Restate the full set of records exactly, word for word.

** Opening Dataset content block **

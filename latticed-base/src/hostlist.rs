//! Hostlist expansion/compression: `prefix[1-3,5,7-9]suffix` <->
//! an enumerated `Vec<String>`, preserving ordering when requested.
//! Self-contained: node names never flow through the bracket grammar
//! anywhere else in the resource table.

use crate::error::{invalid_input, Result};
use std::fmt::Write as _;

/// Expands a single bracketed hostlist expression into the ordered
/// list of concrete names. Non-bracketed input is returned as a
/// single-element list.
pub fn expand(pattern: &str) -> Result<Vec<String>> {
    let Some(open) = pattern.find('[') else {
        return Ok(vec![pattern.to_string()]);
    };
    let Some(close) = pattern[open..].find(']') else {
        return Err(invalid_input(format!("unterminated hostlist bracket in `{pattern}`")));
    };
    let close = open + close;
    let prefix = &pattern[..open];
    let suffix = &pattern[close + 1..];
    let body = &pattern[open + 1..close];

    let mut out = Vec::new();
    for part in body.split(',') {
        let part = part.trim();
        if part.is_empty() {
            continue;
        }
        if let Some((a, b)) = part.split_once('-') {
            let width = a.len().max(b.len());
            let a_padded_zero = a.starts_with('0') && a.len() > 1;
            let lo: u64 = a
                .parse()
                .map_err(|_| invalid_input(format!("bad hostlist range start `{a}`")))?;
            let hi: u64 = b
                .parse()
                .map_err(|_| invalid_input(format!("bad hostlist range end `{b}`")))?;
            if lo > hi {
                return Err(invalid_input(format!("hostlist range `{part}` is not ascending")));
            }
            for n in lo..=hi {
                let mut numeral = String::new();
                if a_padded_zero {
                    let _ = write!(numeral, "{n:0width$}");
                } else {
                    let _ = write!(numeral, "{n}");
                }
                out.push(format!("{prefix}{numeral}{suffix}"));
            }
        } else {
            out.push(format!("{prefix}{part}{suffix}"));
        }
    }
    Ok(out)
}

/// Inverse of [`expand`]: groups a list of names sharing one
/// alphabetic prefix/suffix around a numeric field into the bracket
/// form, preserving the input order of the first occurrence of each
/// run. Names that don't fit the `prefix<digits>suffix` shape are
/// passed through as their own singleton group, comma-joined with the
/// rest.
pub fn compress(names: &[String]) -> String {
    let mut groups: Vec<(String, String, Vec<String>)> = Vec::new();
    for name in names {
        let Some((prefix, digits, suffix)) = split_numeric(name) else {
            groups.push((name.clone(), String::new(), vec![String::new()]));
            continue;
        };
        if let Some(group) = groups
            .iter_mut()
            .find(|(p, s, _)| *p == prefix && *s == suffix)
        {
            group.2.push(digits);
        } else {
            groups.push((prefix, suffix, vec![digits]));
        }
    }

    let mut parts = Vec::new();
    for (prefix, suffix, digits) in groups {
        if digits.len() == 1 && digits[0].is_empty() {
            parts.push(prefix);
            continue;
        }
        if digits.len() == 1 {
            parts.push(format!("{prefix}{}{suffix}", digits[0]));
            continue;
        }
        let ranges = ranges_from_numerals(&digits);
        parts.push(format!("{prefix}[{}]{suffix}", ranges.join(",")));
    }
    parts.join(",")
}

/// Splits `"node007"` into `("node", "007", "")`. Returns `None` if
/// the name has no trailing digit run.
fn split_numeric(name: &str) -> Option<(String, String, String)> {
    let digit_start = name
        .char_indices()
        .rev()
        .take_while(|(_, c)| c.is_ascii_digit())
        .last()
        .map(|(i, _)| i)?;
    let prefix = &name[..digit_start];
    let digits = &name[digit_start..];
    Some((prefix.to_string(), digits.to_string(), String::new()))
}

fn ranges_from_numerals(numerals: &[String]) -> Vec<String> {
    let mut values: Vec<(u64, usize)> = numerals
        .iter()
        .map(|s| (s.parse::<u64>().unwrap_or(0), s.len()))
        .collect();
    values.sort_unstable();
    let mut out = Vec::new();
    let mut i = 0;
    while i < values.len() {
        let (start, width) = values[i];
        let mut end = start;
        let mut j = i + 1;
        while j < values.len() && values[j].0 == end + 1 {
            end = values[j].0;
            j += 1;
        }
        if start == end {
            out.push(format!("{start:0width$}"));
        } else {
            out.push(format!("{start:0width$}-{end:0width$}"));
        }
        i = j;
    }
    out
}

** Closing Dataset content block **

■ **Answer for this exercise**
filename latticed-base/src/hostlist.rs
//! Hostlist expansion/compression: `prefix[1-3,5,7-9]suffix` <->
//! an enumerated `Vec<String>`, preserving ordering when requested.
//! Self-contained: node names never flow through the bracket grammar
//! anywhere else in the resource table.

use crate::error::{invalid_input, Result};
use std::fmt::Write as _;

/// Expands a single bracketed hostlist expression into the ordered
/// list of concrete names. Non-bracketed input is returned as a
/// single-element list.
pub fn expand(pattern: &str) -> Result<Vec<String>> {
    let Some(open) = pattern.find('[') else {
        return Ok(vec![pattern.to_string()]);
    };
    let Some(close) = pattern[open..].find(']') else {
        return Err(invalid_input(format!("unterminated hostlist bracket in `{pattern}`")));
    };
    let close = open + close;
    let prefix = &pattern[..open];
    let suffix = &pattern[close + 1..];
    let body = &pattern[open + 1..close];

    let mut out = Vec::new();
    for part in body.split(',') {
        let part = part.trim();
        if part.is_empty() {
            continue;
        }
        if let Some((a, b)) = part.split_once('-') {
            let width = a.len().max(b.len());
            let a_padded_zero = a.starts_with('0') && a.len() > 1;
            let lo: u64 = a
                .parse()
                .map_err(|_| invalid_input(format!("bad hostlist range start `{a}`")))?;
            let hi: u64 = b
                .parse()
                .map_err(|_| invalid_input(format!("bad hostlist range end `{b}`")))?;
            if lo > hi {
                return Err(invalid_input(format!("hostlist range `{part}` is not ascending")));
            }
            for n in lo..=hi {
                let mut numeral = String::new();
                if a_padded_zero {
                    let _ = write!(numeral, "{n:0width$}");
                } else {
                    let _ = write!(numeral, "{n}");
                }
                out.push(format!("{prefix}{numeral}{suffix}"));
            }
        } else {
            out.push(format!("{prefix}{part}{suffix}"));
        }
    }
    Ok(out)
}

/// Inverse of [`expand`]: groups a list of names sharing one
/// alphabetic prefix/suffix around a numeric field into the bracket
/// form, preserving the input order of the first occurrence of each
/// run. Names that don't fit the `prefix<digits>suffix` shape are
/// passed through as their own singleton group, comma-joined with the
/// rest.
pub fn compress(names: &[String]) -> String {
    let mut groups: Vec<(String, String, Vec<String>)> = Vec::new();
    for name in names {
        let Some((prefix, digits, suffix)) = split_numeric(name) else {
            groups.push((name.clone(), String::new(), vec![String::new()]));
            continue;
        };
        if let Some(group) = groups
            .iter_mut()
            .find(|(p, s, _)| *p == prefix && *s == suffix)
        {
            group.2.push(digits);
        } else {
            groups.push((prefix, suffix, vec![digits]));
        }
    }

    let mut parts = Vec::new();
    for (prefix, suffix, digits) in groups {
        if digits.len() == 1 && digits[0].is_empty() {
            parts.push(prefix);
            continue;
        }
        if digits.len() == 1 {
            parts.push(format!("{prefix}{}{suffix}", digits[0]));
            continue;
        }
        let ranges = ranges_from_numerals(&digits);
        parts.push(format!("{prefix}[{}]{suffix}", ranges.join(",")));
    }
    parts.join(",")
}

/// Splits `"node007"` into `("node", "007", "")`. Returns `None` if
/// the name has no trailing digit run.
fn split_numeric(name: &str) -> Option<(String, String, String)> {
    let digit_start = name
        .char_indices()
        .rev()
        .take_while(|(_, c)| c.is_ascii_digit())
        .last()
        .map(|(i, _)| i)?;
    let prefix = &name[..digit_start];
    let digits = &name[digit_start..];
    Some((prefix.to_string(), digits.to_string(), String::new()))
}

fn ranges_from_numerals(numerals: &[String]) -> Vec<String> {
    let mut values: Vec<(u64, usize)> = numerals
        .iter()
        .map(|s| (s.parse::<u64>().unwrap_or(0), s.len()))
        .collect();
    values.sort_unstable();
    let mut out = Vec::new();
    let mut i = 0;
    while i < values.len() {
        let (start, width) = values[i];
        let mut end = start;
        let mut j = i + 1;
        while j < values.len() && values[j].0 == end + 1 {
            end = values[j].0;
            j += 1;
        }
        if start == end {
            out.push(format!("{start:0width$}"));
        } else {
            out.push(format!("{start:0width$}-{end:0width$}"));
        }
        i = j;
    }
    out
}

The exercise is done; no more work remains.